Buongiorno e ben ritrovati, l’avvento della Primavera meteorologica iniziata ufficialmente ieri 1 Marzo, ha lanciato un chiaro segnale atmosferico alle nostre latitudini. È bastato un lieve indebolimento strutturale del promontorio anticiclonico nordafricano per consentire un debole afflusso di aria più fredda da Est/Nord Est su alcune delle nostre regioni, senza apportare nessuna fase di maltempo, ma per lo meno un generale ricambio d’aria necessario.

Almeno fino alla giornata di Giovedì 4 Marzo l’atmosfera sulla nostra penisola resterà sotto l’egemonia della stabilità atmosferica connessa al promontorio anticiclonico nordafricano, al quale però, verrà a mancare il supporto di aria calda d’estrazione subtropicale che lo ha accompagnato fino alla settimana scorsa; di conseguenza esso risulta più vulnerabile all’inserimento lungo la sua struttura di ventilazioni di direzione variabile, quindi con maggior ricambio d’aria nei bassi strati dell’atmosfera.

Ci attendono dunque giornate prettamente soleggiate in un contesto termico tutto sommato consono al periodo in atto, con notevoli escursioni termiche tra le ore notturne e quelle diurne causate appunto dalla maggior dispersione in libera atmosfera del calore accumulato nei bassi strati nelle ore centrali del giorno.
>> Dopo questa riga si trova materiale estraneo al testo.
//! The `print` and `log` script built-ins.
use std::io::Write;
use std::rc::Rc;
use std::sync::Arc;

use parking_lot::Mutex;
use vm::{RuntimeError, Value, Vm};

/// Destination of script output.
#[derive(Debug, Clone, Default)]
pub enum PrintSink {
    #[default]
    Stdout,
    Buffer(Arc<Mutex<Vec<u8>>>),
}

impl PrintSink {
    pub fn buffer() -> Self {
        Self::Buffer(Arc::default())
    }

    /// Everything written to a buffer sink so far; empty for stdout.
    pub fn text(&self) -> String {
        match self {
            Self::Stdout => String::new(),
            Self::Buffer(buffer) => String::from_utf8_lossy(&buffer.lock()).into_owned(),
        }
    }

    fn write_line(&self, line: &str) {
        match self {
            Self::Stdout => {
                let mut stdout = std::io::stdout().lock();
                if let Err(err) = writeln!(stdout, "{line}") {
                    log::warn!("print failed: {err}");
                }
            }
            Self::Buffer(buffer) => {
                let mut buffer = buffer.lock();
                buffer.extend_from_slice(line.as_bytes());
                buffer.push(b'\n');
            }
        }
    }
}

/// Register `print` and `log`, both writing their arguments back to back
/// followed by a newline.
pub(crate) fn install(vm: &mut Vm, sink: PrintSink) {
    let print = vm.register_native(
        "print",
        Rc::new(move |vm: &mut Vm| -> Result<Value, RuntimeError> {
            let mut line = String::new();
            for idx in 1..vm.local_count() {
                line.push_str(&vm.describe(&vm.local(idx)?));
            }
            sink.write_line(&line);
            Ok(Value::Nil)
        }),
    );
    vm.set_global("print", print.clone());
    vm.set_global("log", print);
}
A partire dalla giornata di Venerdì 5 Marzo, si assisterà ad un primo cenno di cambiamento delle condizioni atmosferiche a partire dalle regioni di Ponente, a causa di infiltrazioni più umide e temperate (Libeccio) di richiamo sul Mediterraneo occidentale connesse all’avvicinamento di aria fredda d’estrazione artica in sede balcanica.

La discesa di aria fredda con traiettoria N/SE attesa a partire da Venerdì e destinata ai balcani, avrà modo di affluire sulle nostre regioni settentrionali parzialmente dapprima attraverso gli spartiacque alpini ed in seconda fase dalla porta della Bora (Sabato 6), essa nella notte tra Venerdì e Sabato andrà a contrasto in libera atmosfera con il richiamo temperato umido affluito il giorno precedente generando un temporaneo minimo di pressione sottovento sulle regioni del Nord Italia, in grado di dar vita a precipitazioni sottoforma di rovesci localmente temporaleschi su Liguria, parte del Piemonte, Lombardia, Veneto e TrentinoAA.

Considerando l’aria fredda in afflusso in concomitanza di nuclei precipitativi in risalita dal Mar Ligure non sarà utopia assistere a brevi rovesci nevosi con scarso o nullo attecchimento al suolo anche a quote collinari delle seguenti zone: Lombardia (settori pedemontani occidentali delle province di Como, Varese, Bergamo), Piemonte (settore del Verbano, Cusio Ossola, Cuneese, basso Torinese, Astigiano, Alessandrino), Emilia (settori adiacenti all’appennino parmense).

Miglioramento delle condizioni atmosferiche già nel corso delle ore pomeridiane di Sabato, grazie all’inserimento di venti più secchi da Nord (favonio), che ci concederanno una Domenica ampiamente soleggiata seppur in un contesto termico di freddo tardo invernale.

Seguiranno approfondimenti nel corso dei prossimi giorni.

In allegato:
Img 1 Elaborato da parte del modello americano #Gfs valido per la giornata di Sabato 6 Marzo.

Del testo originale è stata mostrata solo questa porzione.